Opinion: LCHS Should Consider Returning to a Modified Block Schedule Next Year


Students work on a group activity during a shortened class period.

LCHS has returned to a  full eight-period schedule for the 2021-22 school year. Classes are 43-minutes per class period, and many students would like to see longer and fewer classes each day.

While it is understandable that we need eight classes to help with credit recovery, electives and failures, the new schedule is causing huge stress on many students and teachers.

For some of us, the school day feels like we are on a merry-go-round that never stops.

Students who oppose the new schedule said they feel the pressure of the limited time. And, some teachers agree that with the limited class time, there is pressure.

We think the perfect compromise between long and short classes is to return to the modified block schedule of Monday, Tuesday and Friday for eight periods, and Wednesday and Thursday with the alternating 90-minute blocks.”

Of course, not all students and teachers dislike the schedule. Those who like the schedule say it gives them daily contact that helps keep them on track and focused. Some believe having daily contact allows students and teachers to build relationships. Finally, those who like the schedule change said they mainly like it because they dislike the long 90-minute class period because it is boring.

However, there are many of us who miss having the opportunity to have longer and fewer class periods.

Having longer class periods gave teachers more time to explain assignments, and it gave us time to learn more about whatever they are teaching. In a longer class period, we were able to digest what the teacher was saying and be able to apply the material.

Two years ago, LCHS blended the best of both world. Mondays, Tuesdays and Fridays were short, 45-minute class periods while Wednesdays and Thursdays were 90-minute block periods.

Students reported to 1, 3, 5, 7 plus lunch and advisory each Wednesday. Students reported to 2, 4, 6, 8 plus lunch and advisory each Thursday.

Having the alternating block scheduling days allowed students and teachers to focus on four periods for two days, and that was a welcome relief.

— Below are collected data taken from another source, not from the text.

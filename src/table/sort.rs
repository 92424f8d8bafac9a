//! Single-key client-side sorting.
//!
//! One field is active at a time. Toggling the active field flips the
//! direction; switching to another field starts descending. There is no
//! secondary key.

use std::cmp::Ordering;
use std::fmt;
use std::str::FromStr;

use serde::{Deserialize, Serialize};

use crate::api::Report;

#[derive(Debug, Clone, Copy, PartialEq, Eq, Serialize, Deserialize)]
#[serde(rename_all = "lowercase")]
pub enum SortDirection {
    Asc,
    Desc,
}

impl SortDirection {
    pub fn flipped(self) -> Self {
        match self {
            Self::Asc => Self::Desc,
            Self::Desc => Self::Asc,
        }
    }

    pub fn arrow(self) -> &'static str {
        match self {
            Self::Asc => "↑",
            Self::Desc => "↓",
        }
    }
}

/// Active sort field and direction.
#[derive(Debug, Clone, Copy, PartialEq, Eq, Serialize)]
pub struct SortState<F> {
    pub field: F,
    pub direction: SortDirection,
}

impl<F: Copy + PartialEq> SortState<F> {
    pub fn new(field: F, direction: SortDirection) -> Self {
        Self { field, direction }
    }

    /// Header click.
    pub fn toggle(&mut self, field: F) {
        if self.field == field {
            self.direction = self.direction.flipped();
        } else {
            self.field = field;
            self.direction = SortDirection::Desc;
        }
    }

    /// Arrow to show next to a header, if it is the active one.
    pub fn indicator(&self, field: F) -> Option<&'static str> {
        (self.field == field).then(|| self.direction.arrow())
    }
}

/// A comparable cell value.
#[derive(Debug, Clone, PartialEq)]
pub enum SortValue {
    Text(String),
    Number(f64),
}

/// Plain less/greater comparison; mixed or NaN values compare equal.
pub fn compare_values(a: &SortValue, b: &SortValue) -> Ordering {
    match (a, b) {
        (SortValue::Text(a), SortValue::Text(b)) => a.cmp(b),
        (SortValue::Number(a), SortValue::Number(b)) => a.partial_cmp(b).unwrap_or(Ordering::Equal),
        _ => Ordering::Equal,
    }
}

/// Rows that expose per-field sort values.
pub trait Sortable {
    type Field: Copy + PartialEq;

    fn sort_value(&self, field: Self::Field) -> SortValue;
}

/// Sort borrowed rows by the active field.
pub fn sort_rows<'a, T: Sortable>(rows: &[&'a T], state: &SortState<T::Field>) -> Vec<&'a T> {
    let mut sorted = rows.to_vec();
    sorted.sort_by(|a, b| {
        let ord = compare_values(&a.sort_value(state.field), &b.sort_value(state.field));
        match state.direction {
            SortDirection::Asc => ord,
            SortDirection::Desc => ord.reverse(),
        }
    });
    sorted
}

// ---------------------------------------------------------------------------
// Report columns
// ---------------------------------------------------------------------------

/// Sortable columns of the report grid.
#[derive(Debug, Clone, Copy, PartialEq, Eq, Hash, Serialize, Deserialize)]
#[serde(rename_all = "lowercase")]
pub enum ReportColumn {
    Location,
    Department,
    Description,
    Amount,
    State,
    District,
    City,
    Date,
}

impl ReportColumn {
    pub const ALL: [ReportColumn; 8] = [
        Self::Location,
        Self::Department,
        Self::Description,
        Self::Amount,
        Self::State,
        Self::District,
        Self::City,
        Self::Date,
    ];

    pub fn name(self) -> &'static str {
        match self {
            Self::Location => "location",
            Self::Department => "department",
            Self::Description => "description",
            Self::Amount => "amount",
            Self::State => "state",
            Self::District => "district",
            Self::City => "city",
            Self::Date => "date",
        }
    }

    pub fn header(self) -> &'static str {
        match self {
            Self::Location => "Location",
            Self::Department => "Department",
            Self::Description => "Description",
            Self::Amount => "Amount",
            Self::State => "State",
            Self::District => "District",
            Self::City => "City",
            Self::Date => "Date",
        }
    }
}

impl fmt::Display for ReportColumn {
    fn fmt(&self, f: &mut fmt::Formatter<'_>) -> fmt::Result {
        f.write_str(self.name())
    }
}

impl FromStr for ReportColumn {
    type Err = String;

    fn from_str(s: &str) -> Result<Self, Self::Err> {
        let s = s.trim().to_ascii_lowercase();
        let s = match s.as_str() {
            "date_reported" => "date",
            other => other,
        };
        Self::ALL
            .into_iter()
            .find(|c| c.name() == s)
            .ok_or_else(|| {
                let names: Vec<&str> = Self::ALL.iter().map(|c| c.name()).collect();
                format!("unknown column '{s}' (expected one of: {})", names.join(", "))
            })
    }
}

impl Sortable for Report {
    type Field = ReportColumn;

    fn sort_value(&self, field: ReportColumn) -> SortValue {
        let text = |s: &str| SortValue::Text(s.to_string());
        match field {
            ReportColumn::Location => SortValue::Text(self.location()),
            ReportColumn::Department => text(&self.department),
            ReportColumn::Description => text(&self.description),
            ReportColumn::Amount => SortValue::Number(self.amount),
            ReportColumn::State => text(&self.state),
            ReportColumn::District => text(self.district.as_deref().unwrap_or("")),
            ReportColumn::City => text(self.city.as_deref().unwrap_or("")),
            // ISO 8601 timestamps order correctly as text.
            ReportColumn::Date => text(&self.date_reported),
        }
    }
}

#[cfg(test)]
mod tests {
    use super::*;

    #[test]
    fn toggle_flips_then_resets_on_new_field() {
        let mut state = SortState::new(ReportColumn::Date, SortDirection::Desc);
        state.toggle(ReportColumn::Date);
        assert_eq!(state.direction, SortDirection::Asc);
        state.toggle(ReportColumn::Amount);
        assert_eq!(state, SortState::new(ReportColumn::Amount, SortDirection::Desc));
        state.toggle(ReportColumn::Amount);
        assert_eq!(state.direction, SortDirection::Asc);
    }

    #[test]
    fn indicator_only_on_active_field() {
        let state = SortState::new(ReportColumn::Amount, SortDirection::Asc);
        assert_eq!(state.indicator(ReportColumn::Amount), Some("↑"));
        assert_eq!(state.indicator(ReportColumn::City), None);
    }

    #[test]
    fn mixed_values_compare_equal() {
        assert_eq!(
            compare_values(&SortValue::Text("a".into()), &SortValue::Number(1.0)),
            Ordering::Equal
        );
        assert_eq!(
            compare_values(&SortValue::Number(f64::NAN), &SortValue::Number(1.0)),
            Ordering::Equal
        );
        assert_eq!(
            compare_values(&SortValue::Number(2.0), &SortValue::Number(10.0)),
            Ordering::Less
        );
    }

    #[test]
    fn column_parsing() {
        assert_eq!("Amount".parse::<ReportColumn>(), Ok(ReportColumn::Amount));
        assert_eq!("date_reported".parse::<ReportColumn>(), Ok(ReportColumn::Date));
        assert!("service".parse::<ReportColumn>().is_err());
    }
}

This allowed teachers to teach the material on the short days and give students the opportunity to learn things better and at a higher level on the longer class periods by doing labs, projects and activities.

When we were on the modified block schedule, we had fast content days and the longer 90-minute class periods. the teachers did not have to stress finishing the work because they had an hour and a half to do so. 

Our pre-Covid schedule worked a lot better for everyone. We were able to get to class on time and finish projects and assignments quicker.

 If we went back to four classes a day plus one lunch and advisory, it would be easier to find substitute coverage for four classes rather than eight.

We could all be happy with this compromise.